One view of the French financial market comes through the eyes of Voltaire, who mentioned his financial dealings in his letters. The primitive state of the French financial markets can be seen in a letter from Voltaire to his agent in Paris, monsieur l’abbé Moussinot: “You can very safely place the 300 L. well packed into the stage coach without declaring them and without paying anything as long as the crate is correctly and duly registered to the address of Madame la Marquise, as precious furniture (Voltaire 1977-, lettre 872, vol. 1, p. 1004).” A few days later, Voltaire asked for a promissory note of 2,400 livres tournois, showing that smuggling cash was not the only way to move credit around the country.
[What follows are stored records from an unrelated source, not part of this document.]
//! Error types for the extraction engine

use thiserror::Error;

/// Result type alias for ETL operations
pub type Result<T> = std::result::Result<T, EtlError>;

/// Errors raised while extracting, normalizing or loading a source file
#[derive(Error, Debug)]
pub enum EtlError {
    #[error("Source {file} is unavailable: {reason}")]
    SourceUnavailable { file: String, reason: String },

    #[error("Source {file} is corrupt after line {line}: {source}")]
    SourceCorrupt {
        file: String,
        /// Zero-based index of the next line that could not be read
        line: u64,
        #[source]
        source: std::io::Error,
    },

    #[error("Line {line}: field {field} is not a YYYYMMDD date: {value:?}")]
    MalformedDate {
        line: u64,
        field: &'static str,
        value: String,
    },

    #[error("Line {line}: field {field} is not an amount in cents: {value:?}")]
    MalformedAmount {
        line: u64,
        field: &'static str,
        value: String,
    },

    #[error("Line {line}: field {field} is not an integer: {value:?}")]
    MalformedInteger {
        line: u64,
        field: &'static str,
        value: String,
    },

    #[error("Invalid file identifier {file:?}: {reason}")]
    InvalidFileId { file: String, reason: String },

    #[error("Invalid configuration: {0}")]
    InvalidConfig(String),

    #[error("Invalid identifier: {0}")]
    InvalidIdentifier(#[from] b3_common::CommonError),

    #[error("Insufficient privilege: {0}")]
    InsufficientPrivilege(String),

    #[error("File {0} is being processed by another worker")]
    FileLocked(String),

    #[error("Checkpoint for {file} would move backwards from {current} to {proposed}")]
    CheckpointRegression {
        file: String,
        current: u64,
        proposed: u64,
    },

    #[error("Extraction task failed: {0}")]
    Task(String),

    #[error("Database error: {0}")]
    Database(#[from] sqlx::Error),
}

impl EtlError {
    /// Data-quality failures raised by the normalizer
    pub fn is_malformed(&self) -> bool {
        matches!(
            self,
            EtlError::MalformedDate { .. }
                | EtlError::MalformedAmount { .. }
                | EtlError::MalformedInteger { .. }
        )
    }

    /// Short machine-readable name used in run reports
    pub fn kind(&self) -> &'static str {
        match self {
            EtlError::SourceUnavailable { .. } => "source_unavailable",
            EtlError::SourceCorrupt { .. } => "source_corrupt",
            EtlError::MalformedDate { .. } => "malformed_date",
            EtlError::MalformedAmount { .. } => "malformed_amount",
            EtlError::MalformedInteger { .. } => "malformed_integer",
            EtlError::InvalidFileId { .. } => "invalid_file_id",
            EtlError::InvalidConfig(_) => "invalid_config",
            EtlError::InvalidIdentifier(_) => "invalid_identifier",
            EtlError::InsufficientPrivilege(_) => "insufficient_privilege",
            EtlError::FileLocked(_) => "file_locked",
            EtlError::CheckpointRegression { .. } => "checkpoint_regression",
            EtlError::Task(_) => "task",
            EtlError::Database(_) => "database",
        }
    }
}
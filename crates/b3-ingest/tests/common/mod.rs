//! Shared helpers for the integration tests
//!
//! - COTAHIST line builders and zip archive writers
//! - [`MemoryStore`], an in-process [`RecordStore`] with failure injection
//! - [`TestPostgres`], a throwaway PostgreSQL container

#![allow(dead_code, clippy::unwrap_used, clippy::expect_used)]

use std::collections::{HashMap, HashSet};
use std::fs::File;
use std::io::Write;
use std::path::Path;
use std::sync::Mutex;

use async_trait::async_trait;
use b3_ingest::{EtlError, FileId, LineLayout, NormalizedRecord, RecordStore, Result};
use sqlx::postgres::{PgPool, PgPoolOptions};
use testcontainers::{runners::AsyncRunner, ContainerAsync, ImageExt};
use testcontainers_modules::postgres::Postgres;
use zip::write::SimpleFileOptions;

pub const RECORD_WIDTH: usize = 245;

const PETR4_LINE: &str = "012003010202PETR4       010PETROBRAS   PN           R$  000000000552000000000055700000000005420000000000550800000000055450000000005540000000000555001320000000000002034000000000000112043304000000000000009999123100000010000000000000BRPETRACNPR6127";

/// Initialize tracing for tests
pub fn init_tracing() {
    use tracing_subscriber::{fmt, EnvFilter};

    let _ = fmt()
        .with_env_filter(
            EnvFilter::try_from_default_env().unwrap_or_else(|_| EnvFilter::new("info,b3_ingest=debug")),
        )
        .with_test_writer()
        .try_init();
}

// ============================================================================
// Source builders
// ============================================================================

pub fn header_line() -> String {
    format!("{:<width$}", "00COTAHIST.2003BOVESPA 20040130", width = RECORD_WIDTH)
}

pub fn trailer_line(records: u64) -> String {
    format!(
        "{:<width$}",
        format!("99COTAHIST.2003BOVESPA 20040130{:011}", records),
        width = RECORD_WIDTH
    )
}

/// A quote line for `ticker` with the given trade date and opening price
pub fn quote_line(ticker: &str, trade_date: &str, open_cents: u64) -> String {
    let mut line = PETR4_LINE.to_string();
    line.replace_range(2..10, trade_date);
    line.replace_range(12..24, &format!("{:<12}", ticker));
    line.replace_range(56..69, &format!("{:013}", open_cents));
    line
}

/// Header, `quotes` daily PETR4 quotes starting 2003-01-02, trailer
pub fn year_file(quotes: u64) -> Vec<String> {
    let mut lines = vec![header_line()];
    for day in 0..quotes {
        lines.push(quote_line("PETR4", &format!("200301{:02}", day % 28 + 1), 500 + day));
    }
    lines.push(trailer_line(quotes));
    lines
}

/// Write `lines` as the single entry of `<dir>/<name>`
pub fn write_archive(dir: &Path, name: &str, lines: &[String]) {
    let mut text = Vec::new();
    for line in lines {
        text.extend_from_slice(line.as_bytes());
        text.push(b'\n');
    }
    write_archive_bytes(dir, name, &text);
}

pub fn write_archive_bytes(dir: &Path, name: &str, bytes: &[u8]) {
    let file = File::create(dir.join(name)).unwrap();
    let mut writer = zip::ZipWriter::new(file);
    let entry = name.replace(".zip", ".TXT");
    writer
        .start_file(entry, SimpleFileOptions::default().compression_method(zip::CompressionMethod::Deflated))
        .unwrap();
    writer.write_all(bytes).unwrap();
    writer.finish().unwrap();
}

pub fn file_id(name: &str) -> FileId {
    FileId::parse(name).unwrap()
}

// ============================================================================
// In-memory store
// ============================================================================

#[derive(Default)]
struct State {
    schema_ready: bool,
    deny_schema: bool,
    checkpoints: Vec<(String, u64)>,
    tables: HashMap<String, Vec<NormalizedRecord>>,
    locked: HashSet<String>,
    loads: usize,
    fail_on_load: Option<usize>,
}

/// [`RecordStore`] that keeps everything in memory
#[derive(Default)]
pub struct MemoryStore {
    state: Mutex<State>,
}

pub struct MemoryLease {
    file: String,
}

impl MemoryStore {
    pub fn new() -> Self {
        Self::default()
    }

    /// Make schema provisioning fail with a privilege error
    pub fn deny_schema(&self) {
        self.state.lock().unwrap().deny_schema = true;
    }

    /// Fail the `n`th call to `load_batch` (1-based, counted across files)
    pub fn fail_on_load(&self, n: usize) {
        let mut state = self.state.lock().unwrap();
        state.fail_on_load = Some(state.loads + n);
    }

    pub fn seed_checkpoint(&self, file: &str, line: u64) {
        self.state
            .lock()
            .unwrap()
            .checkpoints
            .push((file.to_string(), line));
    }

    /// Simulate another worker holding the file
    pub fn hold_lock(&self, file: &str) {
        self.state.lock().unwrap().locked.insert(file.to_string());
    }

    pub fn is_locked(&self, file: &str) -> bool {
        self.state.lock().unwrap().locked.contains(file)
    }

    /// Every checkpoint row written for `file`, oldest first
    pub fn checkpoints(&self, file: &str) -> Vec<u64> {
        self.state
            .lock()
            .unwrap()
            .checkpoints
            .iter()
            .filter(|(f, _)| f == file)
            .map(|(_, line)| *line)
            .collect()
    }

    pub fn rows(&self, table: &str) -> Vec<NormalizedRecord> {
        self.state
            .lock()
            .unwrap()
            .tables
            .get(table)
            .cloned()
            .unwrap_or_default()
    }

    pub fn line_indexes(&self, table: &str) -> Vec<u64> {
        self.rows(table).iter().map(|r| r.line_index).collect()
    }

    pub fn load_calls(&self) -> usize {
        self.state.lock().unwrap().loads
    }

    pub fn schema_ready(&self) -> bool {
        self.state.lock().unwrap().schema_ready
    }
}

#[async_trait]
impl RecordStore for MemoryStore {
    type Lease = MemoryLease;

    async fn ensure_schema(&self) -> Result<()> {
        let mut state = self.state.lock().unwrap();
        if state.deny_schema {
            return Err(EtlError::InsufficientPrivilege(
                "permission denied for database b3".into(),
            ));
        }
        state.schema_ready = true;
        Ok(())
    }

    async fn read_checkpoint(&self, file: &FileId) -> Result<Option<u64>> {
        Ok(self.checkpoints(file.as_str()).into_iter().max())
    }

    async fn write_checkpoint(&self, file: &FileId, last_line_index: u64) -> Result<()> {
        self.seed_checkpoint(file.as_str(), last_line_index);
        Ok(())
    }

    async fn load_batch(
        &self,
        table: &str,
        _layout: &LineLayout,
        records: &[NormalizedRecord],
    ) -> Result<u64> {
        let mut state = self.state.lock().unwrap();
        state.loads += 1;
        if state.fail_on_load == Some(state.loads) {
            return Err(EtlError::Task("injected load failure".into()));
        }
        state
            .tables
            .entry(table.to_string())
            .or_default()
            .extend_from_slice(records);
        Ok(records.len() as u64)
    }

    async fn lock_file(&self, file: &FileId) -> Result<MemoryLease> {
        let mut state = self.state.lock().unwrap();
        if !state.locked.insert(file.to_string()) {
            return Err(EtlError::FileLocked(file.to_string()));
        }
        Ok(MemoryLease {
            file: file.to_string(),
        })
    }

    async fn unlock_file(&self, lease: MemoryLease) -> Result<()> {
        self.state.lock().unwrap().locked.remove(&lease.file);
        Ok(())
    }
}

// ============================================================================
// PostgreSQL container
// ============================================================================

/// Running PostgreSQL container plus a pool connected to it
pub struct TestPostgres {
    pub pool: PgPool,
    _container: ContainerAsync<Postgres>,
}

impl TestPostgres {
    pub async fn start() -> anyhow::Result<Self> {
        let container = Postgres::default().with_tag("16-alpine").start().await?;

        let host = container.get_host().await?;
        let port = container.get_host_port_ipv4(5432).await?;
        let conn_string = format!("postgresql://postgres:postgres@{}:{}/postgres", host, port);

        let pool = PgPoolOptions::new()
            .max_connections(5)
            .connect(&conn_string)
            .await?;

        Ok(Self {
            pool,
            _container: container,
        })
    }
}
In fact, Voltaire was engaged in both lending and borrowing money, apparently making all the arrangements himself. He worked through a notary from time to time, but there is no sense that he could deposit money with the notary without specifying a specific use for it. This can be seen in his own summary of a complex set of instructions to his agent in January 1738, “The result of all this verbiage is that you would place twenty five thousand livres in life annuities to the last 20 and that you would try at your leisure to assure towards the month of April a loan of around 20 to 30 thousand livres to place by privilege on a land of 3000 livres tournois of rent. That would not, I think, be difficult (Ibid., lettre 911, p. 1063).” While the details of this request are not totally clear, Voltaire appears to have been lending half of a sum of money to the government in return for an annuity and seeking to place a loan himself with the other half that would yield between 10 and 15 percent. There is no evidence of credit intermediation.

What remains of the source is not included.